Sorry Dr.Hanson, but absence of evidence is not evidence. Though a panicky media and government believed 9/11 was but the first of many attacks, experts suggested otherwise. Besides, terror attacks of the al Qaeda variety have taken place in both London and Madrid. Remember, the terrorists make no distinction among infidels (as we make no distinction among the terrorists and those who harbor them–except when we do).

This argument ought to be put to bed. The editors of the newspaper ought to delete it as they would a dangling participle.

Stupid law

Capital punishment poses certain insurmountable barriers. The first among these is the fact that there are no mulligans (a) for executing the innocent or (b) executing people denied a fair trial for lack of competent legal representation or other equally justifiable matters. Among these last one one might include “improper jury instruction”. That’s what California’s famous or infamous Ninth Circuit did in Belmontes.
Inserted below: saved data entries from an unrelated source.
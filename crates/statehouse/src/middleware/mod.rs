//! Middleware pipeline around the dispatch entry point.
//!
//! Middleware sits between action dispatch and reducer execution, allowing
//! side effects, deferred work, logging, and other cross-cutting concerns to
//! be handled in a composable way.
//!
//! ```text
//! Action -> Middleware Chain -> Reducer -> State
//! ```
//!
//! Each stage receives the next stage's dispatch and returns its own. A
//! stage may forward the action unchanged, transform it, decline to forward
//! it at all (cancelling the action), or defer work around the call.
//!
//! Stages are explicit transformer objects composed by iteration, outermost
//! first: `apply_middleware(&store, vec![a, b])` makes `a` the first stage
//! to see a dispatched action and the last to see the reducer's direct
//! consequence.

mod logging;
mod thunk;

pub use logging::LoggingMiddleware;
pub use thunk::ThunkMiddleware;

use crate::action::DispatchFn;
use crate::error::{Result, StoreError};
use crate::store::Store;

/// A composable wrapper around the dispatch entry point.
pub trait Middleware<S, A> {
    /// Wrap the next dispatch stage, returning the dispatch for this stage.
    fn wrap(&self, next: DispatchFn<S, A>) -> DispatchFn<S, A>;
}

/// Compose stages around a terminal dispatch, right to left, so the first
/// stage is the outermost wrapper.
///
/// Composing an empty sequence has no meaningful identity dispatch and
/// fails fast with [`StoreError::Configuration`].
pub fn compose<S, A>(
    stages: &[Box<dyn Middleware<S, A>>],
    terminal: DispatchFn<S, A>,
) -> Result<DispatchFn<S, A>> {
    if stages.is_empty() {
        return Err(StoreError::Configuration(
            "cannot compose an empty middleware chain".to_string(),
        ));
    }
    let mut dispatch = terminal;
    for stage in stages.iter().rev() {
        dispatch = stage.wrap(dispatch);
    }
    Ok(dispatch)
}

/// Compose `stages` around the store's currently installed entry point and
/// install the result as the new dispatch entry point.
///
/// Normally invoked once, after construction. Re-invoking composes atop
/// whatever is currently installed, nesting the new pipeline outside the
/// old one - an intentional capability.
pub fn apply_middleware<S: 'static, A: 'static>(
    store: &Store<S, A>,
    stages: Vec<Box<dyn Middleware<S, A>>>,
) -> Result<()> {
    let terminal = store.current_dispatch_fn();
    let composed = compose(&stages, terminal)?;
    store.install_pipeline(composed);
    log::debug!("installed dispatch pipeline with {} stage(s)", stages.len());
    Ok(())
}

#[cfg(test)]
mod tests {
    use super::*;
    use crate::action::Action;
    use std::cell::RefCell;
    use std::rc::Rc;

    #[derive(Debug, Clone, PartialEq, serde::Serialize, serde::Deserialize, Default)]
    struct CountState {
        count: i64,
    }

    #[derive(Debug)]
    enum Event {
        Add(i64),
    }

    fn reduce(state: &CountState, event: &Event) -> CountState {
        match event {
            Event::Add(n) => CountState {
                count: state.count + n,
            },
        }
    }

    type Trace = Rc<RefCell<Vec<String>>>;

    /// Records its name around the forwarded call.
    struct TraceMiddleware {
        name: &'static str,
        trace: Trace,
    }

    impl<S: 'static, A: 'static> Middleware<S, A> for TraceMiddleware {
        fn wrap(&self, next: DispatchFn<S, A>) -> DispatchFn<S, A> {
            let name = self.name;
            let trace = Rc::clone(&self.trace);
            Rc::new(move |action| {
                trace.borrow_mut().push(format!("{name}:pre"));
                let outcome = next(action);
                trace.borrow_mut().push(format!("{name}:post"));
                outcome
            })
        }
    }

    /// Never forwards: the action is cancelled.
    struct CancelMiddleware;

    impl<S: 'static, A: 'static> Middleware<S, A> for CancelMiddleware {
        fn wrap(&self, _next: DispatchFn<S, A>) -> DispatchFn<S, A> {
            Rc::new(|_action| Ok(()))
        }
    }

    /// Replaces every action with a fixed one before forwarding.
    struct RewriteMiddleware;

    impl<S: 'static> Middleware<S, Event> for RewriteMiddleware {
        fn wrap(&self, next: DispatchFn<S, Event>) -> DispatchFn<S, Event> {
            Rc::new(move |_action| next(Action::plain(Event::Add(100))))
        }
    }

    fn traced_store(trace: &Trace) -> Store<CountState, Event> {
        let t = Rc::clone(trace);
        Store::with_default_state(move |state: &CountState, event: &Event| {
            t.borrow_mut().push("reduce".to_string());
            reduce(state, event)
        })
        .unwrap()
    }

    #[test]
    fn test_composition_order_is_outermost_first() {
        let trace: Trace = Rc::new(RefCell::new(Vec::new()));
        let store = traced_store(&trace);

        apply_middleware(
            &store,
            vec![
                Box::new(TraceMiddleware {
                    name: "A",
                    trace: Rc::clone(&trace),
                }),
                Box::new(TraceMiddleware {
                    name: "B",
                    trace: Rc::clone(&trace),
                }),
            ],
        )
        .unwrap();

        store.dispatch(Action::plain(Event::Add(1))).unwrap();

        assert_eq!(
            *trace.borrow(),
            vec!["A:pre", "B:pre", "reduce", "B:post", "A:post"]
        );
    }

    #[test]
    fn test_empty_composition_fails_fast() {
        let store: Store<CountState, Event> = Store::with_default_state(reduce).unwrap();
        let err = apply_middleware(&store, Vec::new()).unwrap_err();
        assert!(matches!(err, StoreError::Configuration(_)));
    }

    #[test]
    fn test_cancelling_stage_stops_the_chain() {
        let trace: Trace = Rc::new(RefCell::new(Vec::new()));
        let store = traced_store(&trace);

        apply_middleware(&store, vec![Box::new(CancelMiddleware)]).unwrap();

        store.dispatch(Action::plain(Event::Add(1))).unwrap();

        assert!(trace.borrow().is_empty());
        assert_eq!(store.get_state().unwrap().count, 0);
    }

    #[test]
    fn test_stage_may_transform_the_action() {
        let store: Store<CountState, Event> = Store::with_default_state(reduce).unwrap();

        apply_middleware(&store, vec![Box::new(RewriteMiddleware)]).unwrap();

        store.dispatch(Action::plain(Event::Add(1))).unwrap();

        assert_eq!(store.get_state().unwrap().count, 100);
    }

    #[test]
    fn test_reapplying_nests_outside_the_installed_pipeline() {
        let trace: Trace = Rc::new(RefCell::new(Vec::new()));
        let store = traced_store(&trace);

        apply_middleware(
            &store,
            vec![Box::new(TraceMiddleware {
                name: "inner",
                trace: Rc::clone(&trace),
            })],
        )
        .unwrap();
        apply_middleware(
            &store,
            vec![Box::new(TraceMiddleware {
                name: "outer",
                trace: Rc::clone(&trace),
            })],
        )
        .unwrap();

        store.dispatch(Action::plain(Event::Add(1))).unwrap();

        assert_eq!(
            *trace.borrow(),
            vec!["outer:pre", "inner:pre", "reduce", "inner:post", "outer:post"]
        );
    }
}
//! Per-store configuration.
//!
//! The size ceiling is injected configuration, not a shared static, so each
//! store can carry its own limit and tests can shrink it deterministically.

use std::sync::atomic::{AtomicU64, Ordering};

/// Default ceiling on the serialized length of state, in characters.
pub const DEFAULT_MEMORY_LIMIT: usize = 5_000_000;

static STORE_KEY_COUNTER: AtomicU64 = AtomicU64::new(0);

/// Produce a fresh `store-N` key, unique within the process.
pub(crate) fn generated_store_key() -> String {
    format!("store-{}", STORE_KEY_COUNTER.fetch_add(1, Ordering::Relaxed))
}

/// Configuration fixed at store construction.
#[derive(Debug, Clone)]
pub struct StoreConfig {
    /// Maximum serialized length, in characters, of the full state at
    /// construction and of the argument passed to a partial update.
    pub memory_limit: usize,
    /// Key the whole-state blob is persisted under.
    pub store_key: String,
}

impl Default for StoreConfig {
    fn default() -> Self {
        Self {
            memory_limit: DEFAULT_MEMORY_LIMIT,
            store_key: generated_store_key(),
        }
    }
}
Here is how George Will tells it:

>Reinhardt, writing for the 9th’s divided three-judge panel, overturned Belmontes’s death sentence because the trial judge “failed to instruct the jury that it was required to consider” what Reinhardt considered Belmontes’s “principal mitigation evidence” — his aptitude for prison life. On Monday the Supreme Court ruled 5 to 4 against the 9th.

That’s a fairly straightforward question of statute interpretation. But judicial restraint and literalism has its limits:

>Justice Anthony Kennedy, joined by Chief Justice John Roberts and Justices Antonin Scalia, Clarence Thomas and Samuel Alito, argued that there was a reasonable probability that the jury weighed Belmontes’s “future potential.” Justice John Paul Stevens, joined by Justices David Souter, Ruth Bader Ginsburg and Stephen Breyer, dissented, arguing that because the trial judge never explicitly told the jury that it must consider Belmontes’s capacity to live satisfactorily in prison, there is a “reasonable likelihood” that the jury did not.

And it appears that in this particular case those limits are the ability of the five conservative justices of the SCOTUS divining the contents of a jury’s mind rather than strictly applying the law, as the minority justices and the Ninth Circuit argued. The article lampoons the Ninth and the minority justices on grounds usually reserved (by Will) for praising the majority.

Will’s entire case rests on this highlighted portion of the following:

>Belmontes’s attorney asked the trial judge to specifically instruct the jury to consider Belmontes’s ability to live acceptably in prison. Instead, the judge used California’s “catchall mitigation instruction,” which was declared constitutional in 1990. It tells a jury weighing capital punishment that it can consider many things (e.g., the use of force or violence, the defendant’s age, any extreme mental or emotional disturbance, prior felony convictions). Belmontes’s case turned on whether the jury understood one provision of the catchall instruction — to consider “[a]ny other circumstance which extenuates the gravity of the crime” — to include the “forward-looking” consideration that life imprisonment might be a suitable punishment.

While that may be relevant, it does not appear (from Will’s piece) that the 1990 ruling is retroactive. If it is, perhaps he ought to explain how it applies or should apply to a case that probably happened earlier. While doing that, he can also explain whether that ruling encompasses all previous rulings on jury instruction (such as the one used in the Ninth Circuit’s decision). These things we are not told.

But here’s the kicker. The difficulty of quickly or fairly implementing the death penalty ought to cause one to re-evaluate whether or not we ought to try.

>There is something grotesque about an execution a quarter of a century after a crime. But there is something repellent about the jurisprudential hairsplitting that consumes decades, defeats the conclusions of juries’ deliberations and denies society the implementation of a punishment it has endorsed.

Yes. There is something grotesque about legal rights. But until we abandon the Constitution and its myriad protections, we’re stuck with the current system.